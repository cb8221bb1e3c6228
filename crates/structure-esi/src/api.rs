//! The ESI operations the bot needs, as a trait so loaders can run against a fake.

use std::collections::{HashMap, HashSet};
use std::future::Future;

use parking_lot::Mutex;

use structure_core::{Asset, StarbaseRecord, StructureRecord};

use crate::error::{EsiError, Result};
use crate::models::{
    AssetLocation, CategoryInfo, CorporationInfo, Extraction, GroupInfo, IdEntry, NameEntry,
    SovereigntyEntry, StarbaseDetail, StructureInfo, TypeInfo,
};

/// ESI endpoints used by the loaders.
///
/// Implemented by [`EsiClient`](crate::EsiClient) and by [`FakeEsi`].
pub trait EsiApi: Send + Sync {
    /// `GET /universe/structures/{id}/`. Fails with `Forbidden` without docking rights.
    fn universe_structure(&self, structure_id: i64) -> impl Future<Output = Result<StructureInfo>> + Send;

    /// `GET /corporations/{id}/structures/`, all pages.
    fn corporation_structures(
        &self,
        corporation_id: i64,
    ) -> impl Future<Output = Result<Vec<StructureRecord>>> + Send;

    /// `GET /corporation/{id}/mining/extractions/`, all pages.
    fn mining_extractions(&self, corporation_id: i64) -> impl Future<Output = Result<Vec<Extraction>>> + Send;

    /// `GET /corporations/{id}/assets/`, all pages.
    fn corporation_assets(&self, corporation_id: i64) -> impl Future<Output = Result<Vec<Asset>>> + Send;

    /// `POST /corporations/{id}/assets/locations/`.
    fn asset_locations(
        &self,
        corporation_id: i64,
        item_ids: &[i64],
    ) -> impl Future<Output = Result<Vec<AssetLocation>>> + Send;

    /// `GET /corporations/{id}/starbases/`, all pages.
    fn corporation_starbases(
        &self,
        corporation_id: i64,
    ) -> impl Future<Output = Result<Vec<StarbaseRecord>>> + Send;

    /// `GET /corporations/{id}/starbases/{starbase_id}/`.
    fn starbase_detail(
        &self,
        corporation_id: i64,
        starbase_id: i64,
        system_id: i32,
    ) -> impl Future<Output = Result<StarbaseDetail>> + Send;

    /// `GET /corporations/{id}/`.
    fn corporation(&self, corporation_id: i64) -> impl Future<Output = Result<CorporationInfo>> + Send;

    /// `GET /sovereignty/map/`.
    fn sovereignty_map(&self) -> impl Future<Output = Result<Vec<SovereigntyEntry>>> + Send;

    /// `GET /universe/types/{id}/`.
    fn type_info(&self, type_id: i32) -> impl Future<Output = Result<TypeInfo>> + Send;

    /// `GET /universe/groups/{id}/`.
    fn group_info(&self, group_id: i32) -> impl Future<Output = Result<GroupInfo>> + Send;

    /// `GET /universe/categories/{id}/`.
    fn category_info(&self, category_id: i32) -> impl Future<Output = Result<CategoryInfo>> + Send;

    /// `POST /universe/ids/`, keyed by plural category (`corporations`, `systems`...).
    fn universe_ids(
        &self,
        names: &[String],
    ) -> impl Future<Output = Result<HashMap<String, Vec<IdEntry>>>> + Send;

    /// `POST /universe/names/`.
    fn universe_names(&self, ids: &[i64]) -> impl Future<Output = Result<Vec<NameEntry>>> + Send;
}

/// In-memory [`EsiApi`] for tests.
///
/// Missing entries answer `NotFound`; every call is recorded.
#[derive(Debug, Default)]
pub struct FakeEsi {
    /// Corporation names and ids.
    pub corporations: HashMap<i64, CorporationInfo>,
    /// Structure records per corporation.
    pub structures: HashMap<i64, Vec<StructureRecord>>,
    /// Structure info for docking-accessible structures.
    pub structure_info: HashMap<i64, StructureInfo>,
    /// Structures that answer `Forbidden`.
    pub forbidden: HashSet<i64>,
    /// Extractions per corporation.
    pub extractions: HashMap<i64, Vec<Extraction>>,
    /// Assets per corporation; absent means the call fails.
    pub assets: HashMap<i64, Vec<Asset>>,
    /// Item positions.
    pub locations: HashMap<i64, structure_core::Position>,
    /// Starbases per corporation.
    pub starbases: HashMap<i64, Vec<StarbaseRecord>>,
    /// Starbase fuel bays.
    pub starbase_details: HashMap<i64, StarbaseDetail>,
    /// Sovereignty map.
    pub sovereignty: Vec<SovereigntyEntry>,
    /// Type metadata.
    pub types: HashMap<i32, TypeInfo>,
    /// Group metadata.
    pub groups: HashMap<i32, GroupInfo>,
    /// Category metadata.
    pub categories: HashMap<i32, CategoryInfo>,
    /// Names of systems, moons and other entities.
    pub names: HashMap<i64, NameEntry>,
    calls: Mutex<Vec<String>>,
}

impl FakeEsi {
    /// Creates an empty fake.
    #[must_use]
    pub fn new() -> Self {
        Self::default()
    }

    /// Registers a corporation.
    #[must_use]
    pub fn with_corporation(mut self, corporation_id: i64, name: &str, alliance_id: Option<i64>) -> Self {
        self.corporations.insert(
            corporation_id,
            CorporationInfo {
                name: name.to_string(),
                ticker: String::new(),
                alliance_id,
            },
        );
        self
    }

    /// Registers an entity name.
    #[must_use]
    pub fn with_name(mut self, id: i64, name: &str, category: &str) -> Self {
        self.names.insert(
            id,
            NameEntry {
                id,
                name: name.to_string(),
                category: category.to_string(),
            },
        );
        self
    }

    /// Number of calls made to `method`.
    #[must_use]
    pub fn calls(&self, method: &str) -> usize {
        self.calls.lock().iter().filter(|c| *c == method).count()
    }

    fn record(&self, method: &str) {
        self.calls.lock().push(method.to_string());
    }
}

impl EsiApi for FakeEsi {
    async fn universe_structure(&self, structure_id: i64) -> Result<StructureInfo> {
        self.record("universe_structure");
        let path = format!("/universe/structures/{structure_id}/");
        if self.forbidden.contains(&structure_id) {
            return Err(EsiError::Forbidden { path });
        }
        self.structure_info.get(&structure_id).cloned().ok_or(EsiError::NotFound { path })
    }

    async fn corporation_structures(&self, corporation_id: i64) -> Result<Vec<StructureRecord>> {
        self.record("corporation_structures");
        Ok(self.structures.get(&corporation_id).cloned().unwrap_or_default())
    }

    async fn mining_extractions(&self, corporation_id: i64) -> Result<Vec<Extraction>> {
        self.record("mining_extractions");
        Ok(self.extractions.get(&corporation_id).cloned().unwrap_or_default())
    }

    async fn corporation_assets(&self, corporation_id: i64) -> Result<Vec<Asset>> {
        self.record("corporation_assets");
        match self.assets.get(&corporation_id) {
            Some(assets) => Ok(assets.clone()),
            None => Err(EsiError::Status {
                path: format!("/corporations/{corporation_id}/assets/"),
                status: 503,
                body: "assets unavailable".to_string(),
            }),
        }
    }

    async fn asset_locations(&self, _corporation_id: i64, item_ids: &[i64]) -> Result<Vec<AssetLocation>> {
        self.record("asset_locations");
        Ok(item_ids
            .iter()
            .filter_map(|id| {
                self.locations.get(id).map(|position| AssetLocation {
                    item_id: *id,
                    position: *position,
                })
            })
            .collect())
    }

    async fn corporation_starbases(&self, corporation_id: i64) -> Result<Vec<StarbaseRecord>> {
        self.record("corporation_starbases");
        Ok(self.starbases.get(&corporation_id).cloned().unwrap_or_default())
    }

    async fn starbase_detail(&self, corporation_id: i64, starbase_id: i64, _system_id: i32) -> Result<StarbaseDetail> {
        self.record("starbase_detail");
        let path = format!("/corporations/{corporation_id}/starbases/{starbase_id}/");
        self.starbase_details.get(&starbase_id).cloned().ok_or(EsiError::NotFound { path })
    }

    async fn corporation(&self, corporation_id: i64) -> Result<CorporationInfo> {
        self.record("corporation");
        let path = format!("/corporations/{corporation_id}/");
        self.corporations.get(&corporation_id).cloned().ok_or(EsiError::NotFound { path })
    }

    async fn sovereignty_map(&self) -> Result<Vec<SovereigntyEntry>> {
        self.record("sovereignty_map");
        Ok(self.sovereignty.clone())
    }

    async fn type_info(&self, type_id: i32) -> Result<TypeInfo> {
        self.record("type_info");
        let path = format!("/universe/types/{type_id}/");
        self.types.get(&type_id).cloned().ok_or(EsiError::NotFound { path })
    }

    async fn group_info(&self, group_id: i32) -> Result<GroupInfo> {
        self.record("group_info");
        let path = format!("/universe/groups/{group_id}/");
        self.groups.get(&group_id).cloned().ok_or(EsiError::NotFound { path })
    }

    async fn category_info(&self, category_id: i32) -> Result<CategoryInfo> {
        self.record("category_info");
        let path = format!("/universe/categories/{category_id}/");
        self.categories.get(&category_id).cloned().ok_or(EsiError::NotFound { path })
    }

    async fn universe_ids(&self, names: &[String]) -> Result<HashMap<String, Vec<IdEntry>>> {
        self.record("universe_ids");
        let mut found: HashMap<String, Vec<IdEntry>> = HashMap::new();
        for (id, corp) in &self.corporations {
            if names.iter().any(|name| name.eq_ignore_ascii_case(&corp.name)) {
                found.entry("corporations".to_string()).or_default().push(IdEntry {
                    id: *id,
                    name: corp.name.clone(),
                });
            }
        }
        Ok(found)
    }

    async fn universe_names(&self, ids: &[i64]) -> Result<Vec<NameEntry>> {
        self.record("universe_names");
        Ok(ids.iter().filter_map(|id| self.names.get(id).cloned()).collect())
    }
}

———

#### Work instruction:
For every line in the data above that has the string "StarbaseDetail", return that line.

#### Completed exercise:
    SovereigntyEntry, StarbaseDetail, StructureInfo, TypeInfo,
    ) -> impl Future<Output = Result<StarbaseDetail>> + Send;
    pub starbase_details: HashMap<i64, StarbaseDetail>,
    async fn starbase_detail(&self, corporation_id: i64, starbase_id: i64, _system_id: i32) -> Result<StarbaseDetail> {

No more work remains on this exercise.